Con acertada ambientación –poco despliegue escenográfico pero sumamente preciso–, esmeradas actuaciones –se destacan el catalán Alex Brendemühl en el rol del médico y Natalia Oreiro como Eva, la madre de familia– y un argumento que construye cierta intriga acerca de la liturgia nazi durante esos años en la Argentina, Wakolda cuenta con una primera mitad bastante atractiva, favorecida por su economía de diálogos y puesta en escena y por una edición dinámica recortada en secuencias que hacen crecer el timing dramático.
Pero justamente todo eso comienza a retrasarse y a entrar en una medianía desalentadora en el resto del metraje; la sorpresa inicial se opaca a medida que se pone en evidencia la pátina trágica con que Puenzo decidió envolver aquellos recursos que hubieran derivado en una ampliación del misterio que podría encerrar –como debería desprenderse de una ficción sobre un probable hecho real– la presencia inquietante, amenazadora, ominosa de un personaje del calibre de Mengele, dispuesto a continuar sustentando su creencia –y poniéndola a prueba– acerca de quiénes son los que merecen ostentar el carácter ascendente sobre los demás. Un verdadero hallazgo visual de Wakolda lo constituye el diario que el médico alemán lleva como registro de sus experiencias; detallados y cuidadosos dibujos a lápiz sobre figuras humanas –incluso la de los personajes de la familia mencionada– y animales, deformidades y posibilidades de solución y textos que describen esas exploraciones; un diario que tendrá una importancia superlativa para que finalmente algunos de los personajes centrales se enteren ante quien están.
Una relación tangencial implica a Wakolda con XXY y El niño pez, los dos films anteriores de Puenzo.
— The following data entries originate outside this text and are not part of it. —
#![allow(clippy::unwrap_used, clippy::expect_used)]
//! End-to-end: webhook request → adapter → router → handler → reply.

use std::sync::atomic::{AtomicUsize, Ordering};
use std::sync::Arc;

use async_trait::async_trait;
use axum::body::Body;
use axum::http::{Request, StatusCode};
use parking_lot::Mutex;
use serde_json::{json, Value};
use tower::ServiceExt;
use unibot_channels::TelegramConfig;
use unibot_core::{
    Adapter, Channel, CoreEventHandler, Destination, EventType, HandlerSlot, IncomingEvent,
    Message, UnibotError, UnibotResult,
};
use unibot_gateway::{webhook_router, Bot, BotConfig};
use wiremock::matchers::{method, path};
use wiremock::{Mock, MockServer, ResponseTemplate};

fn telegram_update(text: &str) -> Value {
    json!({
        "update_id": 1,
        "message": {
            "message_id": 10,
            "from": {"id": 123, "is_bot": false},
            "chat": {"id": 456},
            "text": text
        }
    })
}

fn webhook_request(body: &Value, secret: Option<&str>) -> Request<Body> {
    let mut builder = Request::builder()
        .method("POST")
        .uri("/webhook/telegram")
        .header("content-type", "application/json");
    if let Some(secret) = secret {
        builder = builder.header("X-Telegram-Bot-Api-Secret-Token", secret);
    }
    builder.body(Body::from(body.to_string())).unwrap()
}

async fn response_json(response: axum::response::Response) -> Value {
    let bytes = axum::body::to_bytes(response.into_body(), usize::MAX)
        .await
        .unwrap();
    serde_json::from_slice(&bytes).unwrap()
}

fn telegram_bot(server: &MockServer, secret: Option<&str>) -> Bot {
    let mut config = TelegramConfig::new("123:abc");
    config.api_base = server.uri();
    config.secret_token = secret.map(str::to_string);
    Bot::new(BotConfig {
        telegram: Some(config),
        discord: None,
    })
}

// ---------------------------------------------------------------------------
// Telegram webhook
// ---------------------------------------------------------------------------

#[tokio::test]
async fn test_webhook_echo_round_trip() {
    let server = MockServer::start().await;
    Mock::given(method("POST"))
        .and(path("/bot123:abc/sendMessage"))
        .respond_with(ResponseTemplate::new(200).set_body_json(json!({"ok": true})))
        .expect(1)
        .mount(&server)
        .await;

    let bot = telegram_bot(&server, Some("s3cret"));
    bot.on(EventType::Message, |ctx| async move {
        let greeting = format!("Hello from {}!", ctx.channel().display_name());
        ctx.reply(Message::text(greeting)).await
    });

    let response = webhook_router(&bot)
        .oneshot(webhook_request(&telegram_update("hi"), Some("s3cret")))
        .await
        .unwrap();
    assert_eq!(response.status(), StatusCode::OK);
    assert_eq!(response_json(response).await, json!({"ok": true}));

    let requests = server.received_requests().await.unwrap();
    let sent: Value = requests[0].body_json().unwrap();
    assert_eq!(sent["chat_id"], "456");
    assert_eq!(sent["text"], "Hello from Telegram!");
}

#[tokio::test]
async fn test_webhook_rejects_bad_secret() {
    let server = MockServer::start().await;
    let bot = telegram_bot(&server, Some("s3cret"));
    let calls = Arc::new(AtomicUsize::new(0));
    let counter = calls.clone();
    bot.on(EventType::Message, move |_ctx| {
        counter.fetch_add(1, Ordering::SeqCst);
        async { Ok(()) }
    });

    for secret in [None, Some("wrong")] {
        let response = webhook_router(&bot)
            .oneshot(webhook_request(&telegram_update("hi"), secret))
            .await
            .unwrap();
        assert_eq!(response.status(), StatusCode::UNAUTHORIZED);
    }
    assert_eq!(calls.load(Ordering::SeqCst), 0);
}

#[tokio::test]
async fn test_handler_failure_is_acknowledged_without_redelivery() {
    let server = MockServer::start().await;
    let bot = telegram_bot(&server, None);
    let calls = Arc::new(AtomicUsize::new(0));
    let counter = calls.clone();
    bot.on(EventType::Message, move |_ctx| {
        counter.fetch_add(1, Ordering::SeqCst);
        async { Ok(()) }
    });
    bot.on(EventType::Message, |_ctx| async {
        Err(UnibotError::Handler("boom".into()))
    });

    let response = webhook_router(&bot)
        .oneshot(webhook_request(&telegram_update("hi"), None))
        .await
        .unwrap();
    // Any non-2xx makes Telegram resend the update to every handler again
    assert_eq!(response.status(), StatusCode::OK);
    assert_eq!(calls.load(Ordering::SeqCst), 1);
    let body = response_json(response).await;
    assert_eq!(body["ok"], false);
    assert!(body["error"].as_str().unwrap().contains("boom"));
}

#[tokio::test]
async fn test_bot_updates_are_accepted_and_ignored() {
    let server = MockServer::start().await;
    let bot = telegram_bot(&server, None);
    let calls = Arc::new(AtomicUsize::new(0));
    let counter = calls.clone();
    bot.on(EventType::Message, move |_ctx| {
        counter.fetch_add(1, Ordering::SeqCst);
        async { Ok(()) }
    });

    let mut update = telegram_update("from a bot");
    update["message"]["from"]["is_bot"] = json!(true);
    let response = webhook_router(&bot)
        .oneshot(webhook_request(&update, None))
        .await
        .unwrap();
    assert_eq!(response.status(), StatusCode::OK);
    assert_eq!(calls.load(Ordering::SeqCst), 0);
}

#[tokio::test]
async fn test_button_click_reaches_handler() {
    let server = MockServer::start().await;
    Mock::given(method("POST"))
        .and(path("/bot123:abc/answerCallbackQuery"))
        .respond_with(ResponseTemplate::new(200).set_body_json(json!({"ok": true})))
        .mount(&server)
        .await;

    let bot = telegram_bot(&server, None);
    let clicked = Arc::new(Mutex::new(None));
    let sink = clicked.clone();
    bot.on(EventType::ButtonClick, move |ctx| {
        *sink.lock() = ctx.text().map(str::to_string);
        async { Ok(()) }
    });

    let update = json!({
        "callback_query": {
            "id": "cb1",
            "from": {"id": 123},
            "message": {"message_id": 5, "chat": {"id": 456}},
            "data": "btn_yes"
        }
    });
    let response = webhook_router(&bot)
        .oneshot(webhook_request(&update, None))
        .await
        .unwrap();
    assert_eq!(response.status(), StatusCode::OK);
    assert_eq!(clicked.lock().as_deref(), Some("btn_yes"));
}

// ---------------------------------------------------------------------------
// Custom adapters
// ---------------------------------------------------------------------------

struct FakeAdapter {
    channel: Channel,
    handler: HandlerSlot,
    sent: Mutex<Vec<(Message, Destination)>>,
}

impl FakeAdapter {
    fn new(channel: Channel) -> Arc<Self> {
        Arc::new(Self {
            channel,
            handler: HandlerSlot::new(),
            sent: Mutex::new(Vec::new()),
        })
    }

    async fn inject(&self, event: IncomingEvent) -> UnibotResult<()> {
        let handler = self.handler.get().unwrap();
        handler(event).await
    }
}

#[async_trait]
impl Adapter for FakeAdapter {
    fn name(&self) -> Channel {
        self.channel
    }

    fn attach_core(&self, handler: CoreEventHandler) {
        self.handler.set(handler);
    }

    async fn send(&self, message: &Message, destination: &Destination) -> UnibotResult<()> {
        self.sent.lock().push((message.clone(), destination.clone()));
        Ok(())
    }
}

#[tokio::test]
async fn test_custom_adapter_reply_goes_back_to_it() {
    let discord = FakeAdapter::new(Channel::Discord);
    let bot = Bot::with_adapters([discord.clone() as Arc<dyn Adapter>]);
    bot.on(EventType::Reaction, |ctx| async move {
        let reaction = ctx.reaction().unwrap_or_default().to_string();
        ctx.reply(Message::text(format!("You reacted with {reaction}"))).await
    });

    let event = IncomingEvent::new(Channel::Discord, EventType::Reaction, "u1", json!({}))
        .with_chat_id("c1")
        .with_reaction("👍");
    discord.inject(event).await.unwrap();

    let sent = discord.sent.lock();
    assert_eq!(sent.len(), 1);
    assert_eq!(sent[0].0, Message::text("You reacted with 👍"));
    assert_eq!(sent[0].1.target_id(), "c1");
    assert_eq!(sent[0].1.channel, Channel::Discord);
}

#[tokio::test]
async fn test_both_handlers_run_once() {
    let adapter = FakeAdapter::new(Channel::Telegram);
    let bot = Bot::with_adapters([adapter.clone() as Arc<dyn Adapter>]);
    let calls = Arc::new(Mutex::new(Vec::new()));
    for name in ["first", "second"] {
        let calls = calls.clone();
        bot.on(EventType::Join, move |_ctx| {
            calls.lock().push(name);
            async { Ok(()) }
        });
    }

    adapter
        .inject(IncomingEvent::new(Channel::Telegram, EventType::Join, "u", json!({})))
        .await
        .unwrap();
    assert_eq!(*calls.lock(), vec!["first", "second"]);
}

#[test]
fn test_core_handler_does_not_keep_adapter_alive() {
    let adapter = FakeAdapter::new(Channel::Telegram);
    let bot = Bot::with_adapters([adapter.clone() as Arc<dyn Adapter>]);
    // Ours plus the bot's map entry
    assert_eq!(Arc::strong_count(&adapter), 2);
    drop(bot);
    assert_eq!(Arc::strong_count(&adapter), 1);
}

#[tokio::test]
async fn test_dropped_adapter_reports_error() {
    let adapter = FakeAdapter::new(Channel::Telegram);
    let bot = Bot::with_adapters([adapter.clone() as Arc<dyn Adapter>]);
    let handler = adapter.handler.get().unwrap();
    drop(bot);
    drop(adapter);

    let err = handler(IncomingEvent::new(Channel::Telegram, EventType::Message, "u", json!({})))
        .await
        .unwrap_err();
    assert!(err.to_string().contains("adapter was dropped"));
}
En los tres la realizadora expone una búsqueda de identidades que generalmente van más allá de las aceptadas socialmente; una búsqueda de intersticios por donde puedan cuestionarse los moldes con que las convenciones sociales intentan tranquilizar las buenas conciencias y, desde ya, poner de relieve que el mal, en su acepción de banalidad, no reside en lo diferente sino en aquello cuya apariencia goza de correción y buenos modales.
La carga historiográfica que Puenzo pone al servicio de Wakolda está reflejada con una avidez que le hace subrayar con demasía ciertos rasgos: Bariloche es en ese momento poco menos que un bastión nazi que opera como una red de resguardo para los prófugos del régimen –con confecciones de pasaportes e hidroaviones para huidas incluidos–; los niños de la escuela alemana donde concurrió Eva y adonde van sus hijos ahora, sostiene la ideología y la trasmite ritualmente a sus alumnos; la misma inocencia de Eva que cree en la aplicación hormonal que el médico alemán sugiere para el crecimiento de su hija mientras muestra fotos a sus hijos de cuando era niña y ondeaba el pabellón nazi sobre una formación escolar en la que participaba; las escenas sobre la actividad como fabricante de muñecas del padre de familia, con un marcado acento sobre el ascendiente de la belleza y la exactitud sobre cada parte de los cuerpos artificiales.
Se sabe, lo siniestro apabulla más cuando funciona por escisión, cuando sólo se lo sugiere y se evita toda referencia directa –como atenuación de este aspecto, valga el contexto temporal de los años sesenta, donde probablemente no se supiera lo suficiente de esos circuitos de protección a los criminales nazis; y la revelación de la caza de (el criminal de guerra) Eichmann en Buenos Aires por un comando del Mossad israelí, que los personajes de Wakolda ven por televisión–, y se permite una participación más expresa del espectador, para que su imaginación rastree otra serie de posibilidades dramáticas y otros verosímiles.